==== Task material

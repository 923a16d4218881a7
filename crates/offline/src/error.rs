use thiserror::Error;

#[derive(Error, Debug)]
pub enum OfflineError {
    /// Index loading succeeded, but the representation carries no index at all.
    #[error("Missing segment index")]
    MissingSegmentIndex,

    #[error("Unbounded segment index")]
    UnboundedSegmentIndex,

    #[error("Interrupted")]
    Interrupted,

    #[error("Representation {0:?} has no base URL")]
    NoBaseUrl(Option<String>),

    #[error("HTTP error: {0}")]
    HttpError(reqwest::StatusCode),

    #[error("Invalid container data: {0}")]
    InvalidContainer(String),

    #[error("Invalid MPD: {0}")]
    MpdParsing(String),

    #[error("Index probe task failed: {0}")]
    ProbeTask(String),

    #[error(transparent)]
    IOError(#[from] std::io::Error),

    #[error(transparent)]
    UrlParseError(#[from] url::ParseError),

    #[error(transparent)]
    RequestError(#[from] reqwest::Error),

    #[error(transparent)]
    MpdParseError(#[from] dash_mpd::DashMpdError),
}

impl OfflineError {
    /// Cancellation is never treated as a probe failure, whatever the build intent is.
    pub fn is_interruption(&self) -> bool {
        matches!(self, Self::Interrupted)
    }
}

pub type OfflineResult<T> = Result<T, OfflineError>;
// References:
// 1. https://github.com/clitic/vsd/blob/30ca1985e4a467ea3304b11c08d3176deaafd22a/vsd/src/dash/template.rs
// 2. https://github.com/emarsden/dash-mpd-rs/blob/6ebdfb4759adbda8233b5b3520804e23ff86e7de/src/fetch.rs#L435-L466

use regex::{Captures, Regex, Replacer};
use std::{collections::HashMap, sync::LazyLock};

// Only %0[width]d is permitted as a format tag (DASH-IF IOP 4.3), so the width is applied
// directly instead of going through a printf implementation.
//
// Example template: "$RepresentationID$/$Number%06d$.m4s"
static TEMPLATE_REGEX: LazyLock<Regex> = LazyLock::new(|| {
    Regex::new(r"\$(RepresentationID|Number|Time|Bandwidth)(?:%0([\d])d)?\$").unwrap()
});

/// Identifier values for a `SegmentTemplate@media` or `@initialization` string.
#[derive(Debug, Default, Clone)]
pub struct Template<'a> {
    args: HashMap<&'a str, String>,
}

impl<'a> Template<'a> {
    pub const REPRESENTATION_ID: &'static str = "RepresentationID";
    pub const NUMBER: &'static str = "Number";
    pub const TIME: &'static str = "Time";
    pub const BANDWIDTH: &'static str = "Bandwidth";

    pub fn new() -> Self {
        Self {
            args: HashMap::with_capacity(4),
        }
    }

    /// Values shared by every segment of a representation.
    pub fn for_representation(id: Option<&str>, bandwidth: Option<u64>) -> Self {
        let mut template = Self::new();
        if let Some(id) = id {
            template.insert(Self::REPRESENTATION_ID, id.to_string());
        }
        if let Some(bandwidth) = bandwidth {
            template.insert(Self::BANDWIDTH, bandwidth.to_string());
        }
        template
    }

    pub fn insert(&mut self, key: &'a str, value: String) {
        self.args.insert(key, value);
    }

    pub fn resolve(&self, template: &str) -> String {
        TEMPLATE_REGEX
            .replace_all(template, TemplateReplacer(&self.args))
            .to_string()
    }
}

struct TemplateReplacer<'a, 'b>(&'a HashMap<&'b str, String>);

impl Replacer for TemplateReplacer<'_, '_> {
    fn replace_append(&mut self, caps: &Captures<'_>, dst: &mut String) {
        let Some(value) = self.0.get(&caps[1]) else {
            dst.push_str(&caps[0]);
            return;
        };

        match caps.get(2).and_then(|m| m.as_str().parse::<usize>().ok()) {
            Some(width) => dst.push_str(&format!("{value:0>width$}")),
            None => dst.push_str(value),
        }
    }
}
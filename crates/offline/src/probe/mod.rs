//! Discovers the segment index of representations whose manifest entry does not carry one,
//! by reading the initialization and index ranges of the media resource.

mod executor;
pub(crate) mod sidx;
mod source;

pub use executor::{InlineExecutor, ProbeExecutor, TokioExecutor};
pub use source::{ByteStream, DataSource, HttpDataSource};

use std::{future::Future, sync::Arc};

use bytes::{Bytes, BytesMut};
use futures::StreamExt;
use tokio_util::sync::CancellationToken;
use url::Url;

use crate::{
    error::{OfflineError, OfflineResult},
    index::{ChunkIndex, RangedUri},
    manifest::Representation,
};

pub struct ContainerIndexProber<D> {
    data_source: Arc<D>,
    cancel: CancellationToken,
}

impl<D> ContainerIndexProber<D>
where
    D: DataSource,
{
    pub fn new(data_source: Arc<D>, cancel: CancellationToken) -> Self {
        Self {
            data_source,
            cancel,
        }
    }

    /// Builds the unit of work loading the chunk index of `representation` from `base_url`.
    ///
    /// The returned future owns everything it touches, so any [`ProbeExecutor`] can run it.
    /// It resolves to `Ok(None)` when the container has no index, and to
    /// [`OfflineError::Interrupted`] as soon as the cancellation token fires, never to a
    /// partial index.
    pub fn probe(
        &self,
        representation: &Representation,
        base_url: &Url,
    ) -> impl Future<Output = OfflineResult<Option<ChunkIndex>>> + Send + 'static {
        let data_source = self.data_source.clone();
        let cancel = self.cancel.clone();
        let base_url = base_url.clone();
        let initialization = representation.initialization_uri();
        let index = representation.index_uri();

        async move {
            if cancel.is_cancelled() {
                return Err(OfflineError::Interrupted);
            }

            let requests = match (initialization, index) {
                (Some(initialization), Some(index)) => match initialization.attempt_merge(&index) {
                    Some(merged) => vec![merged],
                    None => vec![initialization, index],
                },
                (Some(initialization), None) => vec![initialization],
                (None, Some(index)) => vec![index],
                (None, None) => return Ok(None),
            };

            for request in requests {
                let data = read_range(data_source.as_ref(), &cancel, &base_url, &request).await?;
                tracing::debug!(
                    "Read {} bytes of {} at {}",
                    data.len(),
                    base_url,
                    request.range.offset
                );
                if let Some(chunk_index) = sidx::find_chunk_index(&data, request.range.offset)? {
                    return Ok(Some(chunk_index));
                }
            }
            Ok(None)
        }
    }
}

async fn read_range<D>(
    data_source: &D,
    cancel: &CancellationToken,
    base_url: &Url,
    request: &RangedUri,
) -> OfflineResult<Bytes>
where
    D: DataSource,
{
    let url = request.resolve(base_url)?;
    let mut stream = tokio::select! {
        biased;
        _ = cancel.cancelled() => return Err(OfflineError::Interrupted),
        stream = data_source.open(&url, request.byte_range()) => stream?,
    };

    let mut data = BytesMut::new();
    loop {
        let chunk = tokio::select! {
            biased;
            _ = cancel.cancelled() => return Err(OfflineError::Interrupted),
            chunk = stream.next() => chunk,
        };
        let Some(chunk) = chunk else {
            break;
        };
        data.extend_from_slice(&chunk?);

        if let Some(length) = request.range.length {
            if data.len() as u64 >= length {
                data.truncate(length as usize);
                break;
            }
        }
    }
    Ok(data.freeze())
}
#[tokio::test]
async fn test_discovered_index() {
    let fmp4 = Fmp4::new(1000, 1000, &[(100, 2000), (150, 2000), (80, 1000)]);
    let source = MemoryDataSource::new();
    source.insert("https://a.example/media.mp4", Resource::Data(fmp4.data.clone()));

    let SegmentBase::Single(mut segment_base) = fmp4.segment_base() else {
        unreachable!()
    };
    segment_base.presentation_time_offset = 1000;
    let manifest = manifest(
        Some(5_000_000),
        vec![(
            0,
            vec![representation(
                "v",
                &["https://a.example/media.mp4"],
                SegmentBase::Single(segment_base),
            )],
        )],
    );

    let segments = SegmentListBuilder::new(source.clone())
        .build_segment_list(&manifest, false)
        .await
        .assert_success();

    // Initialization and index are contiguous, one read covers both
    assert_eq!(source.opens(), 1);
    assert_eq!(segments.len(), 5);
    assert!(segments
        .iter()
        .all(|s| s.request.url.as_str() == "https://a.example/media.mp4"));

    let media_start = fmp4.init_len + fmp4.sidx_len;
    let ranges: Vec<_> = segments.iter().map(|s| s.request.byte_range).collect();
    assert_eq!(
        ranges,
        [
            Some(ByteRange::new(0, Some(fmp4.init_len))),
            Some(ByteRange::new(fmp4.init_len, Some(fmp4.sidx_len))),
            Some(ByteRange::new(media_start, Some(100))),
            Some(ByteRange::new(media_start + 100, Some(150))),
            Some(ByteRange::new(media_start + 250, Some(80))),
        ]
    );
    let start_times: Vec<_> = segments.iter().map(|s| s.start_time_us).collect();
    assert_eq!(start_times, [0, 0, 0, 2_000_000, 4_000_000]);
}

#[tokio::test]
async fn test_index_equal_to_initialization_is_listed_once() {
    let fmp4 = Fmp4::new(1000, 0, &[(100, 2000)]);
    let source = MemoryDataSource::new();
    source.insert("https://a.example/media.mp4", Resource::Data(fmp4.data.clone()));

    let whole_header = fmp4.init_len + fmp4.sidx_len;
    let segment_base = SegmentBase::Single(SingleSegmentBase {
        initialization: Some(RangedUri::new("", 0, Some(whole_header))),
        index_range: Some(ByteRange::new(0, Some(whole_header))),
        timescale: 1000,
        presentation_time_offset: 0,
    });
    let manifest = manifest(
        Some(2_000_000),
        vec![(0, vec![representation("v", &["https://a.example/media.mp4"], segment_base)])],
    );

    let segments = SegmentListBuilder::new(source)
        .build_segment_list(&manifest, false)
        .await
        .assert_success();
    assert_eq!(segments.len(), 2);
    assert_eq!(
        segments[0].request.byte_range,
        Some(ByteRange::new(0, Some(whole_header)))
    );
}

#[tokio::test]
async fn test_missing_index_is_fatal() {
    let fmp4 = Fmp4::without_sidx(&[(100, 2000)]);
    let source = MemoryDataSource::new();
    source.insert("https://a.example/media.mp4", Resource::Data(fmp4.data.clone()));
    let manifest = manifest(
        Some(2_000_000),
        vec![(
            0,
            vec![representation(
                "v",
                &["https://a.example/media.mp4"],
                fmp4.segment_base(),
            )],
        )],
    );

    let builder = SegmentListBuilder::new(source);
    for removing in [false, true] {
        let result = builder.build_segment_list(&manifest, removing).await;
        assert!(
            matches!(result, Err(OfflineError::MissingSegmentIndex)),
            "removing: {removing}, got {result:?}"
        );
    }
}

#[tokio::test]
async fn test_io_error_depends_on_intent() {
    let fmp4 = Fmp4::new(1000, 0, &[(100, 2000)]);
    let source = MemoryDataSource::new();
    source.insert("https://broken.example/media.mp4", Resource::Fail);
    let manifest = manifest(
        Some(4_000_000),
        vec![(
            0,
            vec![
                representation(
                    "broken",
                    &["https://broken.example/media.mp4"],
                    fmp4.segment_base(),
                ),
                representation("ok", &["https://a.example/"], template(1, 2000)),
            ],
        )],
    );

    let builder = SegmentListBuilder::new(source);
    let result = builder.build_segment_list(&manifest, false).await;
    assert!(matches!(result, Err(OfflineError::IOError(_))), "{result:?}");

    let segments = builder
        .build_segment_list(&manifest, true)
        .await
        .assert_success();
    assert_eq!(
        urls(&segments),
        [
            "https://a.example/ok/init.mp4",
            "https://a.example/ok/1.m4s",
            "https://a.example/ok/2.m4s",
        ]
    );
}

#[tokio::test]
async fn test_malformed_container_depends_on_intent() {
    // Offsets past u64::MAX
    let fmp4 = Fmp4::with_sidx(sidx_box_v1(1000, 0, u64::MAX, &[(100, 2000)]), &[(100, 2000)]);
    let source = MemoryDataSource::new();
    source.insert("https://a.example/broken.mp4", Resource::Data(fmp4.data.clone()));
    let manifest = manifest(
        Some(4_000_000),
        vec![(
            0,
            vec![
                representation(
                    "broken",
                    &["https://a.example/broken.mp4"],
                    fmp4.segment_base(),
                ),
                representation("ok", &["https://a.example/"], template(1, 2000)),
            ],
        )],
    );

    let builder = SegmentListBuilder::new(source);
    let result = builder.build_segment_list(&manifest, false).await;
    assert!(
        matches!(result, Err(OfflineError::InvalidContainer(_))),
        "{result:?}"
    );

    let segments = builder
        .build_segment_list(&manifest, true)
        .await
        .assert_success();
    assert_eq!(
        urls(&segments),
        [
            "https://a.example/ok/init.mp4",
            "https://a.example/ok/1.m4s",
            "https://a.example/ok/2.m4s",
        ]
    );
}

========

▶ [What you are asked to do]: Pull each line containing the word "crates" out of the data above.

▶ [Result]:
filename crates/offline/src/error.rs
filename crates/offline/src/probe/mod.rs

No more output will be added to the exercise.